Input records -
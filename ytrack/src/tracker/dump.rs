//! Replaying captured snapshot dumps.

use std::fs;
use std::path::{Path, PathBuf};
use std::sync::{Mutex, PoisonError};

use ytrack_core::{RawSnapshot, SnapshotRequest, SnapshotSource};
use ytrack_types::{CycleReport, SeriesKey, YtrackError};

use crate::Tracker;

const NAME: &str = "dumps";

/// Snapshot source over a directory of captured text dumps.
///
/// Files whose name contains `stem` are served one per fetch, in file name
/// order. Once every file has been served, fetches fail with `NotFound`.
#[derive(Debug)]
pub struct DumpDirectory {
    files: Mutex<std::vec::IntoIter<PathBuf>>,
}

impl DumpDirectory {
    /// Collect the dumps in `dir` whose file name contains `stem`.
    ///
    /// # Errors
    /// Returns `Io` if the directory cannot be listed.
    pub fn open(dir: &Path, stem: &str) -> Result<Self, YtrackError> {
        let mut files = Vec::new();
        for entry in fs::read_dir(dir).map_err(|e| YtrackError::io(dir, e))? {
            let path = entry.map_err(|e| YtrackError::io(dir, e))?.path();
            let matches = path
                .file_name()
                .and_then(|n| n.to_str())
                .is_some_and(|n| n.contains(stem));
            if matches && path.is_file() {
                files.push(path);
            }
        }
        files.sort();
        Ok(Self {
            files: Mutex::new(files.into_iter()),
        })
    }

    /// Dumps not served yet.
    #[must_use]
    pub fn remaining(&self) -> usize {
        self.files
            .lock()
            .unwrap_or_else(PoisonError::into_inner)
            .len()
    }
}

impl SnapshotSource for DumpDirectory {
    fn name(&self) -> &'static str {
        NAME
    }

    fn fetch(&self, req: &SnapshotRequest) -> Result<RawSnapshot, YtrackError> {
        let next = self
            .files
            .lock()
            .unwrap_or_else(PoisonError::into_inner)
            .next()
            .ok_or_else(|| YtrackError::not_found(format!("dump for {}", req.key)))?;
        let text = fs::read_to_string(&next).map_err(|e| YtrackError::io(&next, e))?;
        Ok(RawSnapshot::Text(text))
    }
}

impl Tracker {
    /// Merge every dump in `dir` whose name contains `stem` into `key`, in
    /// file name order, as if each had been scraped in turn.
    ///
    /// Uses this tracker's store and configuration; its own source is not
    /// consulted. A dump that fails is recorded and the next one is still
    /// replayed.
    ///
    /// # Errors
    /// Returns `Io` if the directory cannot be listed.
    #[cfg_attr(
        feature = "tracing",
        tracing::instrument(target = "ytrack::tracker", skip(self, dir), fields(key = %key))
    )]
    pub fn ingest_dumps(
        &self,
        key: &SeriesKey,
        dir: &Path,
        stem: &str,
    ) -> Result<CycleReport, YtrackError> {
        let dumps = DumpDirectory::open(dir, stem)?;
        let req = SnapshotRequest::new(key.clone());
        let mut report = CycleReport::default();
        while dumps.remaining() > 0 {
            match dumps.fetch(&req).and_then(|raw| self.ingest(key, raw)) {
                Ok(r) => report.completed.push(r),
                Err(e) => {
                    #[cfg(feature = "tracing")]
                    tracing::warn!(key = %key, error = %e, "skipped dump");
                    report.failed.push((key.clone(), e));
                }
            }
        }
        Ok(report)
    }
}
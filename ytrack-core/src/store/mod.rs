//! Persistence of series tables.

mod table;

pub use table::CsvStore;

use std::fs::{self, File};
use std::path::Path;

use tempfile::NamedTempFile;
use ytrack_types::{SeriesKey, YtrackError};

use crate::frame::Series;

/// Loads and stores series by identity.
///
/// Implementations replace the whole table on `store`; a failed store must
/// leave the previous table intact.
pub trait SeriesStore: Send + Sync {
    /// The persisted series for `key`, or `None` if it was never stored.
    ///
    /// # Errors
    /// Returns `CorruptSeries` if a table exists but cannot be read back, or
    /// `Io` on filesystem failure.
    fn load(&self, key: &SeriesKey) -> Result<Option<Series>, YtrackError>;

    /// Replace the persisted table for `series.key` with `series`.
    ///
    /// # Errors
    /// Returns `Io` if the table could not be written.
    fn store(&self, series: &Series) -> Result<(), YtrackError>;
}

/// Write `path` through a temporary file in the same directory, then rename
/// it into place.
///
/// A failure before the rename leaves any existing file untouched.
///
/// # Errors
/// Returns `Io` on filesystem failure, or whatever `write` returns.
pub fn write_atomic<F>(path: &Path, write: F) -> Result<(), YtrackError>
where
    F: FnOnce(&mut File) -> Result<(), YtrackError>,
{
    let dir = path
        .parent()
        .filter(|p| !p.as_os_str().is_empty())
        .unwrap_or_else(|| Path::new("."));
    fs::create_dir_all(dir).map_err(|e| YtrackError::io(dir, e))?;
    let mut tmp = NamedTempFile::new_in(dir).map_err(|e| YtrackError::io(dir, e))?;
    write(tmp.as_file_mut())?;
    tmp.as_file()
        .sync_all()
        .map_err(|e| YtrackError::io(tmp.path(), e))?;
    tmp.persist(path).map_err(|e| YtrackError::io(path, e.error))?;
    Ok(())
}
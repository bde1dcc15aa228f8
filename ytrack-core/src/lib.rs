//! ytrack-core
//!
//! Core algorithms for tracking channel and video analytics as time series.
//!
//! - `snapshot`: parse raw dashboard snapshots into ordered time buckets.
//! - `attribution`: distribute category aggregates across buckets.
//! - `frame`: the column registry and typed rows a series is made of.
//! - `timeseries`: cadence inference and the incremental reconciler.
//! - `store`: the `SeriesStore` trait and its CSV implementation.
//! - `source`: the `SnapshotSource` collaborator trait.
//!
//! Everything here is synchronous; one series is processed as
//! parse → attribute → reconcile → store.
#![warn(missing_docs)]

/// Category attribution.
pub mod attribution;
/// Typed rows over an append-only column registry.
pub mod frame;
/// Snapshot parsers.
pub mod snapshot;
/// Snapshot source trait.
pub mod source;
/// Series persistence.
pub mod store;
/// Time-series utilities.
pub mod timeseries;

pub use attribution::{AttributionOutcome, attribute, distribute};
pub use frame::{ColumnId, ColumnRegistry, MISSING, Row, Series, TimeBucket, Value};
pub use snapshot::{ParseOptions, RawSnapshot, Snapshot, parse_snapshot};
pub use source::{SnapshotRequest, SnapshotSource};
pub use store::{CsvStore, SeriesStore, write_atomic};
pub use timeseries::infer::{check_spacing, estimate_step_seconds};
pub use timeseries::reconcile::{merge_series, reconcile, replace};
pub use ytrack_types::*;
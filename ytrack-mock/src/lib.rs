//! Deterministic collaborators for ytrack tests and demos.
//!
//! - [`MockSource`]: serves scripted raw snapshots per series.
//! - [`MemoryStore`]: keeps series in memory and can be told to fail writes.
//! - [`CardBuilder`] / [`ExploreBuilder`]: render dashboard payloads.

use std::collections::{HashMap, HashSet, VecDeque};
use std::sync::{Mutex, MutexGuard, PoisonError};

use ytrack_core::{
    RawSnapshot, Series, SeriesKey, SeriesStore, SnapshotRequest, SnapshotSource, YtrackError,
};

mod fixtures;

pub use fixtures::card::CardBuilder;
pub use fixtures::explore::ExploreBuilder;

const NAME: &str = "ytrack-mock";

fn lock<T>(m: &Mutex<T>) -> MutexGuard<'_, T> {
    m.lock().unwrap_or_else(PoisonError::into_inner)
}

/// What the mock source does on the next fetch of a series.
#[derive(Debug, Clone)]
pub enum MockBehavior {
    /// Serve this snapshot.
    Return(RawSnapshot),
    /// Fail with this error.
    Fail(YtrackError),
}

/// Snapshot source with scripted per-series behaviors.
///
/// Each fetch pops the next scripted behavior for the series; the last one is
/// sticky so repeated cycles keep seeing it. Scope ids `FAIL` and `TIMEOUT`
/// always fail, with a source error and a timeout respectively. Unscripted
/// series fail with `NotFound`.
#[derive(Debug, Default)]
pub struct MockSource {
    script: Mutex<HashMap<SeriesKey, VecDeque<MockBehavior>>>,
    fetched: Mutex<Vec<SeriesKey>>,
}

impl MockSource {
    /// Source with nothing scripted.
    #[must_use]
    pub fn new() -> Self {
        Self::default()
    }

    /// Queue a snapshot for `key`.
    #[must_use]
    pub fn with_snapshot(self, key: SeriesKey, raw: impl Into<RawSnapshot>) -> Self {
        self.push(key, MockBehavior::Return(raw.into()));
        self
    }

    /// Queue a failure for `key`.
    #[must_use]
    pub fn with_failure(self, key: SeriesKey, err: YtrackError) -> Self {
        self.push(key, MockBehavior::Fail(err));
        self
    }

    /// Queue a behavior for `key` on a shared source.
    pub fn push(&self, key: SeriesKey, behavior: MockBehavior) {
        lock(&self.script).entry(key).or_default().push_back(behavior);
    }

    /// Every series fetched so far, in order.
    #[must_use]
    pub fn fetched(&self) -> Vec<SeriesKey> {
        lock(&self.fetched).clone()
    }
}

impl SnapshotSource for MockSource {
    fn name(&self) -> &'static str {
        NAME
    }

    fn fetch(&self, req: &SnapshotRequest) -> Result<RawSnapshot, YtrackError> {
        lock(&self.fetched).push(req.key.clone());
        match req.key.scope.id() {
            "FAIL" => return Err(YtrackError::source(NAME, "forced failure")),
            "TIMEOUT" => {
                return Err(YtrackError::SourceTimeout {
                    source_name: NAME.to_string(),
                    waited_ms: 10_000,
                });
            }
            _ => {}
        }
        let mut script = lock(&self.script);
        let queue = script
            .get_mut(&req.key)
            .ok_or_else(|| YtrackError::not_found(format!("snapshot for {}", req.key)))?;
        let behavior = if queue.len() > 1 {
            queue.pop_front()
        } else {
            queue.front().cloned()
        };
        match behavior {
            Some(MockBehavior::Return(raw)) => Ok(raw),
            Some(MockBehavior::Fail(e)) => Err(e),
            None => Err(YtrackError::not_found(format!("snapshot for {}", req.key))),
        }
    }
}

/// In-memory [`SeriesStore`].
#[derive(Debug, Default)]
pub struct MemoryStore {
    series: Mutex<HashMap<SeriesKey, Series>>,
    failing: Mutex<HashSet<SeriesKey>>,
    writes: Mutex<usize>,
}

impl MemoryStore {
    /// Empty store.
    #[must_use]
    pub fn new() -> Self {
        Self::default()
    }

    /// Seed a persisted series.
    #[must_use]
    pub fn with_series(self, series: Series) -> Self {
        lock(&self.series).insert(series.key.clone(), series);
        self
    }

    /// Make every store of `key` fail with an I/O error.
    pub fn fail_writes_for(&self, key: SeriesKey) {
        lock(&self.failing).insert(key);
    }

    /// Current series for `key`.
    #[must_use]
    pub fn get(&self, key: &SeriesKey) -> Option<Series> {
        lock(&self.series).get(key).cloned()
    }

    /// Number of successful stores.
    #[must_use]
    pub fn writes(&self) -> usize {
        *lock(&self.writes)
    }
}

impl SeriesStore for MemoryStore {
    fn load(&self, key: &SeriesKey) -> Result<Option<Series>, YtrackError> {
        Ok(self.get(key))
    }

    fn store(&self, series: &Series) -> Result<(), YtrackError> {
        if lock(&self.failing).contains(&series.key) {
            return Err(YtrackError::io(series.key.file_name(), "simulated write failure"));
        }
        lock(&self.series).insert(series.key.clone(), series.clone());
        *lock(&self.writes) += 1;
        Ok(())
    }
}
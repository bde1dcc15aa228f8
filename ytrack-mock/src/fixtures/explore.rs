use chrono::{DateTime, TimeDelta, Utc};
use serde_json::{Map, Value as Json, json};

/// Builds explore deep-dive charts: metric key to a list of named series.
#[derive(Debug, Clone)]
pub struct ExploreBuilder {
    start: DateTime<Utc>,
    step: TimeDelta,
    metrics: Map<String, Json>,
}

impl ExploreBuilder {
    /// Chart whose buckets start at `start` and are `step` apart.
    #[must_use]
    pub fn new(start: DateTime<Utc>, step: TimeDelta) -> Self {
        Self {
            start,
            step,
            metrics: Map::new(),
        }
    }

    /// Append a series named `name` (e.g. `MAIN_METRIC_SERIES_NAME`) to `metric`.
    #[must_use]
    pub fn series(mut self, metric: &str, name: &str, ys: &[i64]) -> Self {
        let data: Vec<Json> = ys
            .iter()
            .enumerate()
            .map(|(i, y)| {
                let n = i32::try_from(i).unwrap_or(i32::MAX);
                let ts = self.start + self.step * n;
                json!({
                    "x": ts.timestamp_millis(),
                    "y": y,
                    "hovercardInfo": {
                        "relativeDateFormatted": format!("First {} units", i + 1),
                        "entityTitle": name,
                    },
                })
            })
            .collect();
        let entry = self
            .metrics
            .entry(metric.to_string())
            .or_insert_with(|| Json::Array(Vec::new()));
        if let Json::Array(list) = entry {
            list.push(json!({ "name": name, "data": data }));
        }
        self
    }

    /// Totals series for `metric`.
    #[must_use]
    pub fn totals(self, metric: &str, ys: &[i64]) -> Self {
        self.series(metric, "MAIN_METRIC_SERIES_NAME", ys)
    }

    /// The chart as a structured value.
    #[must_use]
    pub fn build(&self) -> Json {
        Json::Object(self.metrics.clone())
    }
}
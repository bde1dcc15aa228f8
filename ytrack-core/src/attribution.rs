//! Distribute a category's aggregate across buckets by per-bucket weights.

use std::str::FromStr;

use rust_decimal::Decimal;
use rust_decimal::prelude::ToPrimitive;
use url::Url;
use ytrack_types::YtrackError;

use crate::frame::Value;
use crate::snapshot::{Category, CategoryKind, Snapshot};

/// Result of attributing every category of a snapshot.
#[derive(Debug, Clone, Default, PartialEq, Eq)]
pub struct AttributionOutcome {
    /// Columns added to the buckets, in registration order.
    pub attributed: Vec<String>,
    /// Categories that failed; the others were still attributed.
    pub failures: Vec<YtrackError>,
}

/// Split `aggregate` over buckets in proportion to `weights`.
///
/// Bucket `i` receives `floor(w_i * aggregate / sum(w))`, so the parts sum to
/// within `weights.len()` of the aggregate.
///
/// # Errors
/// - `DivisionByZero` if the weights sum to zero.
/// - `MalformedSnapshot` if a part does not fit an `i64`.
pub fn distribute(
    category: &str,
    weights: &[Decimal],
    aggregate: Decimal,
) -> Result<Vec<i64>, YtrackError> {
    let sum: Decimal = weights.iter().copied().sum();
    if sum.is_zero() {
        return Err(YtrackError::DivisionByZero {
            category: category.to_string(),
        });
    }
    weights
        .iter()
        .map(|w| {
            w.checked_mul(aggregate)
                .and_then(|x| x.checked_div(sum))
                .and_then(|x| x.floor().to_i64())
                .ok_or_else(|| {
                    YtrackError::malformed(format!(
                        "{category}: share of {aggregate} for weight {w} is out of range"
                    ))
                })
        })
        .collect()
}

/// Parse a formatted count such as `1,234`.
///
/// # Errors
/// Returns `MalformedSnapshot` if the text is not a number.
pub fn parse_count(raw: &str) -> Result<Decimal, YtrackError> {
    let cleaned: String = raw.chars().filter(|c| *c != ',' && !c.is_whitespace()).collect();
    Decimal::from_str(&cleaned)
        .map_err(|e| YtrackError::malformed(format!("count {raw:?}: {e}")))
}

/// Absolute value of a percentage such as `70.6%` of a formatted total.
///
/// # Errors
/// Returns `MalformedSnapshot` if either side is not a number.
pub fn parse_share(raw: &str, total: &str) -> Result<Decimal, YtrackError> {
    let pct = parse_count(raw.trim().trim_end_matches('%'))?;
    let total = parse_count(total)?;
    pct.checked_mul(total)
        .map(|x| x / Decimal::ONE_HUNDRED)
        .ok_or_else(|| YtrackError::malformed(format!("{raw} of {total} is out of range")))
}

/// Video id embedded in a thumbnail URL, e.g. `https://i.ytimg.com/vi/<id>/mqdefault.jpg`.
#[must_use]
pub fn thumbnail_token(raw: &str) -> Option<String> {
    let absolute = if raw.starts_with("//") {
        format!("https:{raw}")
    } else {
        raw.to_string()
    };
    let url = Url::parse(&absolute).ok()?;
    let segments: Vec<&str> = url.path_segments()?.filter(|s| !s.is_empty()).collect();
    let token = segments
        .iter()
        .position(|s| matches!(*s, "vi" | "vi_webp"))
        .and_then(|i| segments.get(i + 1))
        .or_else(|| segments.get(1))?;
    Some((*token).to_string())
}

/// Column name a category attributes into.
///
/// # Errors
/// Returns `UnresolvableCategory` if no identifier can be derived.
pub fn resolve_column(category: &Category) -> Result<String, YtrackError> {
    match category.kind {
        CategoryKind::Video => category
            .link_id
            .clone()
            .or_else(|| category.thumbnail_url.as_deref().and_then(thumbnail_token))
            .ok_or_else(|| {
                YtrackError::UnresolvableCategory(format!(
                    "no video id for {:?}",
                    category.title
                ))
            }),
        CategoryKind::TrafficSource => {
            let title = category.title.trim();
            if title.is_empty() {
                Err(YtrackError::UnresolvableCategory(
                    "traffic source without a title".into(),
                ))
            } else {
                Ok(title.to_string())
            }
        }
    }
}

fn aggregate(category: &Category, total: Option<&str>, column: &str) -> Result<Decimal, YtrackError> {
    match category.kind {
        CategoryKind::Video => parse_count(&category.value),
        CategoryKind::TrafficSource => {
            let total = total.ok_or_else(|| {
                YtrackError::malformed(format!("{column}: share given but card has no total"))
            })?;
            parse_share(&category.value, total)
        }
    }
}

/// Attribute every category of `snapshot` into new bucket columns.
///
/// Must run before the in-progress bucket is dropped, since weights are
/// aligned with every bucket of the card. A failing category leaves no trace
/// in the buckets; when two categories resolve to the same column the first
/// keeps it and the second fails with `ColumnNameCollision`.
pub fn attribute(snapshot: &mut Snapshot) -> AttributionOutcome {
    let mut outcome = AttributionOutcome::default();
    let categories = std::mem::take(&mut snapshot.categories);
    for category in &categories {
        match attribute_one(snapshot, category) {
            Ok(column) => outcome.attributed.push(column),
            Err(e) => {
                #[cfg(feature = "tracing")]
                tracing::warn!(category = %category.title, error = %e, "skipping category");
                outcome.failures.push(e);
            }
        }
    }
    snapshot.categories = categories;
    outcome
}

fn attribute_one(snapshot: &mut Snapshot, category: &Category) -> Result<String, YtrackError> {
    let column = resolve_column(category)?;
    if category.weights.len() != snapshot.buckets.len() {
        return Err(YtrackError::malformed(format!(
            "{column}: {} weights for {} buckets",
            category.weights.len(),
            snapshot.buckets.len()
        )));
    }
    let total = aggregate(category, snapshot.total_metric_value.as_deref(), &column)?;
    let parts = distribute(&column, &category.weights, total)?;
    let id = snapshot.columns.try_register(column.as_str())?;
    for (bucket, part) in snapshot.buckets.iter_mut().zip(parts) {
        bucket.set(id, Value::Int(part));
    }
    Ok(column)
}
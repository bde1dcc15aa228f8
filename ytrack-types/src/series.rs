//! Series identity: which scope a table tracks and over what window.

use core::fmt;
use serde::{Deserialize, Serialize};

/// What a series observes: the whole channel or one video.
#[derive(Debug, Clone, PartialEq, Eq, Hash, PartialOrd, Ord, Serialize, Deserialize)]
pub enum Scope {
    /// A channel, identified by its channel id (`UC...`).
    Channel(String),
    /// A single video, identified by its video id.
    Video(String),
}

impl Scope {
    /// The bare identifier without the scope tag.
    #[must_use]
    pub fn id(&self) -> &str {
        match self {
            Self::Channel(id) | Self::Video(id) => id,
        }
    }

    /// Path segment used by the analytics dashboard for this scope.
    #[must_use]
    pub const fn mode(&self) -> &'static str {
        match self {
            Self::Channel(_) => "channel",
            Self::Video(_) => "video",
        }
    }

    /// True for [`Scope::Channel`].
    #[must_use]
    pub const fn is_channel(&self) -> bool {
        matches!(self, Self::Channel(_))
    }
}

impl fmt::Display for Scope {
    fn fmt(&self, f: &mut fmt::Formatter<'_>) -> fmt::Result {
        write!(f, "{}:{}", self.mode(), self.id())
    }
}

/// The rolling window a series is scraped from.
#[derive(Debug, Clone, Copy, PartialEq, Eq, Hash, PartialOrd, Ord, Serialize, Deserialize)]
#[non_exhaustive]
pub enum WindowKind {
    /// The "last 48 hours" latest-activity card; one bucket per hour.
    Hourly,
    /// The explore chart since the video was published.
    SincePublished,
    /// The explore chart restricted to the first day after publishing.
    First24h,
}

impl WindowKind {
    /// Name used as the file prefix and in logs.
    #[must_use]
    pub const fn name(self) -> &'static str {
        match self {
            Self::Hourly => "Hourly",
            Self::SincePublished => "since_published",
            Self::First24h => "first_24h",
        }
    }

    /// Whether a fresh scrape covers the entire window.
    ///
    /// Explore windows are served whole on every scrape, so a newer snapshot
    /// replaces the persisted rows instead of being appended to them.
    #[must_use]
    pub const fn replaces_history(self) -> bool {
        matches!(self, Self::SincePublished | Self::First24h)
    }

    /// Derived columns written between `day` and the dynamic columns.
    #[must_use]
    pub const fn derived_columns(self) -> &'static [&'static str] {
        match self {
            Self::Hourly => &["start", "end"],
            Self::SincePublished | Self::First24h => &["time unit"],
        }
    }
}

impl fmt::Display for WindowKind {
    fn fmt(&self, f: &mut fmt::Formatter<'_>) -> fmt::Result {
        f.write_str(self.name())
    }
}

/// Logical identity of a persisted series.
#[derive(Debug, Clone, PartialEq, Eq, Hash, PartialOrd, Ord, Serialize, Deserialize)]
pub struct SeriesKey {
    /// Channel or video being observed.
    pub scope: Scope,
    /// Window the rows are scraped from.
    pub window: WindowKind,
}

impl SeriesKey {
    /// Hourly series for a channel.
    pub fn hourly_channel(id: impl Into<String>) -> Self {
        Self {
            scope: Scope::Channel(id.into()),
            window: WindowKind::Hourly,
        }
    }

    /// Hourly series for a video.
    pub fn hourly_video(id: impl Into<String>) -> Self {
        Self {
            scope: Scope::Video(id.into()),
            window: WindowKind::Hourly,
        }
    }

    /// Explore series for a video over the given window.
    pub fn explore_video(id: impl Into<String>, window: WindowKind) -> Self {
        Self {
            scope: Scope::Video(id.into()),
            window,
        }
    }

    /// File name of the persisted table, e.g. `Hourly_UCabc.csv`.
    ///
    /// Channel and video ids never collide (channel ids start with `UC` and
    /// are 24 characters long), so the scope tag is not part of the name.
    #[must_use]
    pub fn file_name(&self) -> String {
        format!("{}_{}.csv", self.window.name(), self.scope.id())
    }
}

impl fmt::Display for SeriesKey {
    fn fmt(&self, f: &mut fmt::Formatter<'_>) -> fmt::Result {
        write!(f, "{}/{}", self.window, self.scope)
    }
}
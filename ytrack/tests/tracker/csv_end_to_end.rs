use std::fs;
use std::sync::Arc;

use tempfile::TempDir;
use ytrack::{CsvStore, SeriesStore, Tracker, Value};
use ytrack_mock::{CardBuilder, MockSource};

use crate::helpers::*;

#[test]
fn default_store_writes_csv_tables_under_the_data_dir() {
    let dir = TempDir::new().unwrap();
    let second = CardBuilder::new(naive(3, 6))
        .hourly(naive(3, 2), &[1, 2, 3])
        .entity(CHANNEL);
    let source = MockSource::new()
        .with_snapshot(channel_key(), first_channel_card().build_text())
        .with_snapshot(channel_key(), second.build_text());
    let tracker = Tracker::builder()
        .with_source(Arc::new(source))
        .data_dir(dir.path())
        .channel_id(CHANNEL)
        .build()
        .unwrap();

    tracker.run_series(&channel_key()).unwrap();
    tracker.run_series(&channel_key()).unwrap();

    let path = dir.path().join(format!("Hourly_{CHANNEL}.csv"));
    let text = fs::read_to_string(&path).unwrap();
    let mut lines = text.lines();
    assert_eq!(lines.next(), Some("datetime(UTC),day,start,end,views,vidA"));
    assert_eq!(
        lines.next(),
        Some("2024-01-02 20:00:00+00:00,Tue,20:00,21:00,5,10")
    );
    assert_eq!(
        text.lines().nth(5),
        Some("2024-01-03 00:00:00+00:00,Wed,00:00,01:00,missing,missing")
    );
    assert_eq!(
        text.lines().nth(7),
        Some("2024-01-03 02:00:00+00:00,Wed,02:00,03:00,1,")
    );

    let reloaded = CsvStore::new(dir.path())
        .load(&channel_key())
        .unwrap()
        .unwrap();
    assert_eq!(reloaded.len(), 8);
    assert_eq!(reloaded.value(4, "views"), Some(&Value::Missing));
    assert_eq!(reloaded.value(0, "vidA"), Some(&Value::Int(10)));
}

Exercise directions - In the data, how many lines hold the word "captured"? State that number alone.

Your response - 2